Momo looked into the shining faces of Ehler, Wilter, Wayldee, Yo and Leelee. "Sure," she said. She was happy the boys were finally getting a chance to play after all the hours they’d spent on their makeshift volleyball court - a stony patch with mosquito netting.
"Do you think we’ll win?" they asked her.
"Just pray, do your best," she replied, "and leave it in God’s hands."
There had been lots of things to leave in God’s hands in the last while, Momo Cat reflected. Her mind went back to the raid by the border police in May, the week before school had opened. That day Pastor David had been arrested. When 11-year-old Chickenbone tried to distract the police from beating the pastor, they had shot him and taken him away too. Pastor David was still under arrest, and though Chickenbone had found his way back to school in October, he’d left again a few days after he came. She breathed a prayer that he was safe.

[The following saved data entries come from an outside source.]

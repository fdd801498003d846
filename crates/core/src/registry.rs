// Persistent registry of MCP servers managed by mcphub

use crate::manifest::{is_valid_name, ServerManifest};
use anyhow::{bail, Context, Result};
use chrono::{DateTime, Utc};
use serde::{Deserialize, Serialize};
use std::collections::BTreeMap;
use std::path::{Path, PathBuf};

pub const REGISTRY_FILE: &str = "servers.toml";

/// Where a registered server came from
#[derive(Debug, Clone, Copy, PartialEq, Eq, Serialize, Deserialize)]
#[serde(rename_all = "snake_case")]
pub enum ServerSource {
    Builtin,
    Manifest,
    Custom,
}

impl std::fmt::Display for ServerSource {
    fn fmt(&self, f: &mut std::fmt::Formatter<'_>) -> std::fmt::Result {
        let s = match self {
            Self::Builtin => "builtin",
            Self::Manifest => "manifest",
            Self::Custom => "custom",
        };
        f.write_str(s)
    }
}

/// Built-in server profiles shipped with `mcphub-mcp`
#[derive(Debug, Clone, Copy, PartialEq, Eq)]
pub enum BuiltinServer {
    Docs,
    Jira,
    Context,
    Generator,
}

impl BuiltinServer {
    pub const ALL: [BuiltinServer; 4] = [Self::Docs, Self::Jira, Self::Context, Self::Generator];

    pub fn profile(&self) -> &'static str {
        match self {
            Self::Docs => "docs",
            Self::Jira => "jira",
            Self::Context => "context",
            Self::Generator => "generator",
        }
    }

    pub fn description(&self) -> &'static str {
        match self {
            Self::Docs => "Convert Markdown to PDF, HTML, DOCX and plain text",
            Self::Jira => "Jira issues, search, comments and workflow transitions",
            Self::Context => "Current time, system and environment context",
            Self::Generator => "Generate and validate command-backed MCP servers",
        }
    }

    /// Environment variables the profile reads, forwarded to platform configs when set
    pub fn env_keys(&self) -> &'static [&'static str] {
        match self {
            Self::Jira => &["JIRA_URL", "JIRA_EMAIL", "JIRA_API_TOKEN", "JIRA_PAT"],
            Self::Docs => &["MCPHUB_OUTPUT_DIR", "MCPHUB_PDF_ENGINE"],
            Self::Context => &["MCPHUB_WEATHER_URL"],
            Self::Generator => &[],
        }
    }

    pub fn entry(&self, mcp_binary: &str) -> ServerEntry {
        let env = self
            .env_keys()
            .iter()
            .filter_map(|key| std::env::var(key).ok().map(|v| (key.to_string(), v)))
            .collect();

        ServerEntry {
            name: self.profile().to_string(),
            command: mcp_binary.to_string(),
            args: vec![self.profile().to_string()],
            description: self.description().to_string(),
            enabled: true,
            source: ServerSource::Builtin,
            added_at: Utc::now(),
            env,
        }
    }
}

impl std::str::FromStr for BuiltinServer {
    type Err = anyhow::Error;

    fn from_str(s: &str) -> Result<Self> {
        Self::ALL
            .into_iter()
            .find(|b| b.profile() == s)
            .with_context(|| {
                format!(
                    "Unknown builtin server '{}' (available: {})",
                    s,
                    Self::ALL.map(|b| b.profile()).join(", ")
                )
            })
    }
}

#[derive(Debug, Clone, PartialEq, Serialize, Deserialize)]
pub struct ServerEntry {
    pub name: String,
    pub command: String,
    #[serde(default)]
    pub args: Vec<String>,
    #[serde(default)]
    pub description: String,
    #[serde(default = "default_enabled")]
    pub enabled: bool,
    pub source: ServerSource,
    pub added_at: DateTime<Utc>,
    #[serde(default)]
    pub env: BTreeMap<String, String>,
}

fn default_enabled() -> bool {
    true
}

impl ServerEntry {
    pub fn custom(name: impl Into<String>, command: impl Into<String>, args: Vec<String>) -> Self {
        Self {
            name: name.into(),
            command: command.into(),
            args,
            description: String::new(),
            enabled: true,
            source: ServerSource::Custom,
            added_at: Utc::now(),
            env: BTreeMap::new(),
        }
    }

    /// Entry that serves a manifest through `mcphub-mcp dynamic`
    pub fn from_manifest(manifest: &ServerManifest, manifest_path: &Path, mcp_binary: &str) -> Self {
        Self {
            name: manifest.server.name.clone(),
            command: mcp_binary.to_string(),
            args: vec![
                "dynamic".to_string(),
                "--manifest".to_string(),
                manifest_path.display().to_string(),
            ],
            description: manifest.server.description.clone(),
            enabled: true,
            source: ServerSource::Manifest,
            added_at: Utc::now(),
            env: BTreeMap::new(),
        }
    }

    pub fn validate(&self) -> Result<()> {
        if !is_valid_name(&self.name) {
            bail!(
                "Invalid server name '{}': use lowercase letters, digits, '-' and '_'",
                self.name
            );
        }
        if self.command.trim().is_empty() {
            bail!("Server '{}' has an empty command", self.name);
        }
        Ok(())
    }
}

/// Servers plus the names mcphub has written into each platform config
#[derive(Debug, Clone, Default, Serialize, Deserialize)]
pub struct ServerRegistry {
    #[serde(skip)]
    path: PathBuf,
    #[serde(default)]
    servers: Vec<ServerEntry>,
    #[serde(default)]
    synced: BTreeMap<String, Vec<String>>,
}

impl ServerRegistry {
    /// Load from disk; a missing file is an empty registry
    pub fn load(path: &Path) -> Result<Self> {
        let mut registry: Self = if path.exists() {
            let content = std::fs::read_to_string(path)
                .with_context(|| format!("Failed to read registry {}", path.display()))?;
            toml::from_str(&content)
                .with_context(|| format!("Failed to parse registry {}", path.display()))?
        } else {
            tracing::debug!(path = %path.display(), "Registry not found, starting empty");
            Self::default()
        };
        registry.path = path.to_path_buf();
        Ok(registry)
    }

    pub fn save(&self) -> Result<()> {
        if let Some(parent) = self.path.parent() {
            std::fs::create_dir_all(parent).context("Failed to create registry directory")?;
        }
        let content = toml::to_string_pretty(self).context("Failed to serialize registry")?;
        std::fs::write(&self.path, content)
            .with_context(|| format!("Failed to write registry {}", self.path.display()))?;
        Ok(())
    }

    pub fn path(&self) -> &Path {
        &self.path
    }

    /// Add a server; an existing name is an error unless `replace` is set
    pub fn add(&mut self, entry: ServerEntry, replace: bool) -> Result<()> {
        entry.validate()?;
        match self.servers.iter_mut().find(|s| s.name == entry.name) {
            Some(existing) if replace => *existing = entry,
            Some(_) => bail!("Server '{}' is already registered", entry.name),
            None => self.servers.push(entry),
        }
        Ok(())
    }

    pub fn remove(&mut self, name: &str) -> Result<ServerEntry> {
        let index = self
            .servers
            .iter()
            .position(|s| s.name == name)
            .with_context(|| format!("Server '{}' is not registered", name))?;
        Ok(self.servers.remove(index))
    }

    pub fn set_enabled(&mut self, name: &str, enabled: bool) -> Result<()> {
        let entry = self
            .servers
            .iter_mut()
            .find(|s| s.name == name)
            .with_context(|| format!("Server '{}' is not registered", name))?;
        entry.enabled = enabled;
        Ok(())
    }

    pub fn get(&self, name: &str) -> Option<&ServerEntry> {
        self.servers.iter().find(|s| s.name == name)
    }

    /// All servers sorted by name
    pub fn list(&self) -> Vec<&ServerEntry> {
        let mut servers: Vec<&ServerEntry> = self.servers.iter().collect();
        servers.sort_by(|a, b| a.name.cmp(&b.name));
        servers
    }

    pub fn enabled(&self) -> Vec<&ServerEntry> {
        self.list().into_iter().filter(|s| s.enabled).collect()
    }

    pub fn synced(&self, platform_id: &str) -> &[String] {
        self.synced
            .get(platform_id)
            .map(Vec::as_slice)
            .unwrap_or(&[])
    }

    pub fn set_synced(&mut self, platform_id: &str, mut names: Vec<String>) {
        names.sort();
        names.dedup();
        if names.is_empty() {
            self.synced.remove(platform_id);
        } else {
            self.synced.insert(platform_id.to_string(), names);
        }
    }
}

#[cfg(test)]
mod tests {
    use super::*;
    use tempfile::TempDir;

    #[test]
    fn test_add_list_remove() {
        let mut registry = ServerRegistry::default();
        registry
            .add(ServerEntry::custom("zeta", "zeta-server", vec![]), false)
            .unwrap();
        registry
            .add(ServerEntry::custom("alpha", "alpha-server", vec!["--stdio".to_string()]), false)
            .unwrap();

        let names: Vec<&str> = registry.list().iter().map(|s| s.name.as_str()).collect();
        assert_eq!(names, vec!["alpha", "zeta"]);

        let removed = registry.remove("zeta").unwrap();
        assert_eq!(removed.command, "zeta-server");
        assert!(registry.get("zeta").is_none());
        assert!(registry.remove("zeta").is_err());
    }

    #[test]
    fn test_duplicate_rejected_unless_replace() {
        let mut registry = ServerRegistry::default();
        registry.add(ServerEntry::custom("a", "one", vec![]), false).unwrap();
        assert!(registry.add(ServerEntry::custom("a", "two", vec![]), false).is_err());
        registry.add(ServerEntry::custom("a", "two", vec![]), true).unwrap();
        assert_eq!(registry.get("a").unwrap().command, "two");
    }

    #[test]
    fn test_invalid_entries_rejected() {
        let mut registry = ServerRegistry::default();
        assert!(registry.add(ServerEntry::custom("Bad Name", "x", vec![]), false).is_err());
        assert!(registry.add(ServerEntry::custom("ok", "  ", vec![]), false).is_err());
    }

    #[test]
    fn test_enable_disable() {
        let mut registry = ServerRegistry::default();
        registry.add(ServerEntry::custom("a", "one", vec![]), false).unwrap();
        registry.add(ServerEntry::custom("b", "two", vec![]), false).unwrap();
        registry.set_enabled("a", false).unwrap();

        let enabled: Vec<&str> = registry.enabled().iter().map(|s| s.name.as_str()).collect();
        assert_eq!(enabled, vec!["b"]);
        assert!(registry.set_enabled("missing", true).is_err());
    }

    #[test]
    fn test_persistence_round_trip() {
        let temp_dir = TempDir::new().unwrap();
        let path = temp_dir.path().join("nested").join(REGISTRY_FILE);

        let mut registry = ServerRegistry::load(&path).unwrap();
        let mut entry = ServerEntry::custom("docs", "mcphub-mcp", vec!["docs".to_string()]);
        entry.env.insert("MCPHUB_OUTPUT_DIR".to_string(), "/tmp/out".to_string());
        registry.add(entry.clone(), false).unwrap();
        registry.set_synced("cursor", vec!["docs".to_string(), "docs".to_string()]);
        registry.save().unwrap();

        let loaded = ServerRegistry::load(&path).unwrap();
        assert_eq!(loaded.get("docs"), Some(&entry));
        assert_eq!(loaded.synced("cursor"), &["docs".to_string()]);
        assert!(loaded.synced("vscode").is_empty());
    }

    #[test]
    fn test_builtin_entries() {
        let entry = BuiltinServer::Docs.entry("/usr/local/bin/mcphub-mcp");
        assert_eq!(entry.name, "docs");
        assert_eq!(entry.args, vec!["docs"]);
        assert_eq!(entry.source, ServerSource::Builtin);

        assert_eq!("jira".parse::<BuiltinServer>().unwrap(), BuiltinServer::Jira);
        assert!("nope".parse::<BuiltinServer>().is_err());
    }

    #[test]
    fn test_manifest_entry() {
        let manifest: ServerManifest =
            toml::from_str("[server]\nname = \"git-tools\"\ndescription = \"Git\"\n").unwrap();
        let entry = ServerEntry::from_manifest(&manifest, Path::new("/srv/git/mcphub.toml"), "mcphub-mcp");
        assert_eq!(entry.args, vec!["dynamic", "--manifest", "/srv/git/mcphub.toml"]);
        assert_eq!(entry.source, ServerSource::Manifest);
    }
}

There had been good things too - the trips to Bangkok with the school choir, the new school building just completed by visiting Australian missionaries, and now this unexpected sports honor.
A few days later, on December 5th , Bong Ti played their first game against Wong Po. As the nervous team members spilled out of Momo Cat’s dusty green Toyota Twincab after the drive, she wondered, would the Bamboo School team be any good?
At first they were nervous and their play was full of mistakes. But Somgrit, the Thai man from Bong Ti, who had volunteered to be their coach, never gave up.
"Now we’ll get them!" he encouraged the team, as the Blues regained the serve. "That’s okay!" he shouted when one of the Blues misjudged a serve or dropped a volley. Even when the team was far behind, he kept on telling them, "We can do it!"
And they did! A few hours later the jubilant winners piled back into the truck. By the time they were back in Bong Ti they had decided how they would use the 100 baht each had won. They would buy blue t-shirts for the team.
A few days later the boys played in Kanchanaburi and won again. With this win they made it to the championship tournament. Again they pooled their winnings, printed their t-shirts, bought an ice bucket, some cups, a new practice ball and lineament rub.
Then it was the week before Christmas and the three-day provincial volleyball tournament. It would be played Amphur Sai Yok, only 28 km. from Bong Ti. "Can we please go along to cheer?" the other students begged Momo Cat.
"You’ll be missing a lot of school," Momo objected. But she quickly gave in. And so the first day of the competition found everyone making their way - by truck, motorbike or songtowel (a type of tin truck) to Sai Yok and the volleyball tournament.
On the first day of the competition, the Bong Ti Blues won their games. On the second day, they won again. On the morning of the third day they won easily. For the rest of that day, they watched other teams trying to size up the remaining opposition.
One team was particularly tough. Made up of older, stronger men, they had no trouble beating every team they played.
"They’re all bigger than I am," said Yo, the team’s tallest player.
"So good," groaned Ehler.
"That guy who’s serving..." said Wilter, looking hard at him, "I think he was at the school the day Pastor David was arrested."
So that’s who they were ! Quickly word got around. This unbeatable team was made up of border police.
"Hope we don’t have to play them,"muttered Wayldee. He automatically rubbed the scar on his face - one of many he’d received from soldiers.
Finally, by late afternoon, the competition was down to two teams- the Bong Ti Blues and the Border Police.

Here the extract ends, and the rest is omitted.